Many encryption systems need two keys: a public one which you make freely available to anyone who wants it, and a private one which you keep secret. A person with your public key can use it to encrypt a message to you - and the message can only be decrypted using your private key.

In the same way, you can encrypt messages to anyone whose public key you have, and it can only be decrypted with their corresponding private key.

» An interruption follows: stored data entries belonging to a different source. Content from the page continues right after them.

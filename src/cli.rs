//! Command-line interface definitions.
//!
//! Thin clap layer over the library. All aggregation, validation and
//! persistence semantics live in the library modules; the CLI only
//! parses arguments and routes.

use clap::{Parser, Subcommand, ValueEnum};

/// Which leaderboard to build.
#[derive(Copy, Clone, PartialEq, Eq, ValueEnum, Debug)]
pub enum Board {
    /// Per-track leaderboard (raw ratings)
    Tracks,
    /// Per-artist leaderboard (credit-split ratings)
    Artists,
    /// Per-album leaderboard, keyed by (album, artist)
    Albums,
    /// Per-genre leaderboard
    Genres,
    /// Per-vibe leaderboard
    Vibes,
}

#[derive(Parser)]
#[command(name = "tunerank")]
#[command(about = "Tunerank - Rate what you're listening to & build trustworthy leaderboards")]
#[command(version)]
pub struct Args {
    /// The subcommand to execute
    #[command(subcommand)]
    pub command: Command,
}

#[derive(Subcommand)]
pub enum Command {
    /// Show the currently playing track
    ///
    /// Queries the local now-playing helper and prints title, artist and
    /// album, plus a note if the track was rated within the cooldown
    /// window.
    Now,

    /// Rate the currently playing track (1-10)
    ///
    /// Rejects values outside 1-10 and re-ratings of the same track
    /// within 5 minutes. An optional vibe tags the rating with a mood;
    /// an optional genre is remembered on the track (last write wins).
    Rate {
        /// Rating value, 1-10
        rating: i64,

        /// Mood tag to attach to this rating (e.g. "Calm")
        #[arg(short = 'V', long)]
        vibe: Option<String>,

        /// Genre to record on the track
        #[arg(short, long)]
        genre: Option<String>,

        /// Rate an explicit title instead of the currently playing track
        #[arg(long, requires = "artist")]
        title: Option<String>,

        /// Artist for --title
        #[arg(long, requires = "title")]
        artist: Option<String>,

        /// Album for --title
        #[arg(long)]
        album: Option<String>,
    },

    /// Print a leaderboard
    ///
    /// Rows are sorted by the Bayesian weighted rating, so entities with
    /// many ratings keep their true average while one-hit wonders are
    /// pulled toward the population mean.
    Top {
        /// Which leaderboard to build
        board: Board,

        /// Maximum number of rows to print
        #[arg(short, long, default_value = "20")]
        limit: usize,
    },

    /// Manage vibes (mood tags)
    Vibes {
        #[command(subcommand)]
        action: VibeAction,
    },
}

#[derive(Subcommand, Debug)]
pub enum VibeAction {
    /// List the vibe palette (name and display color)
    List,

    /// Add a vibe to the palette, or recolor an existing one
    Add {
        /// Vibe name (e.g. "Calm")
        name: String,
        /// CSS color string (e.g. "#88c0d0")
        color: String,
    },

    /// Show the most recently used vibes
    Recent {
        /// How many vibes to show
        #[arg(short, long, default_value = "5")]
        limit: usize,
    },
}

This type of solution, known as public key infrastructure (PKI), is extremely secure but far from straightforward to use. It involves acquiring and managing - or at least knowing where to find - the public keys of the people with whom you want to communicate. That's assuming that they even have one.

Mailvelope screenshot

The Mailvelope browser extension

If you're a Microsoft Outlook user you can generate your own keys and encrypt your emails with a plugin called Outlook Privacy Plugin. You can also use the PKI encryption with popular webmail systems including Gmail, Yahoo! Mail and using a browser extension for Firefox or Chrome such as Mailvelope.

Easier use

The good news is that there are plenty of products around offering good encryption which are easy to use and avoid the problem of managing keys altogether.

Many are free and open source while still being up to scratch for business. In fact there's a good argument for saying that you should use open source encryption products whenever possible. That's because it's only possible to verify if a product is as secure as the developers say if the source code is open for inspection.

Encrypted email

Hushmail is a simple webmail service which uses strong encryption to protect messages.

If you are sending an email to someone who has never used Hushmail before then you are asked to add a question to the email (such as "Where did we eat last night?" or "What is the password that we arranged?") that the recipient must answer correctly to decrypt the message. They will then be prompted to supply their own passphrase that can be used to unlock any subsequent emails.

Read our full Hushmail review.

Hushmail screenshot

Hushmail revolves around a passphrase

Encrypted instant messaging

Cryptocat is a free, open source add-on to the Firefox, Chrome and Safari browsers that provides an encrypted instant messaging and file transfer application.

You can use it to chat to colleagues securely in a pre-arranged conversation room from anywhere in the world. Each time you log on and join a conversation the software generates new encryption keys which are exchanged with other users automatically, so there is no possibility of Cryptocat being able to intercept and read your messages.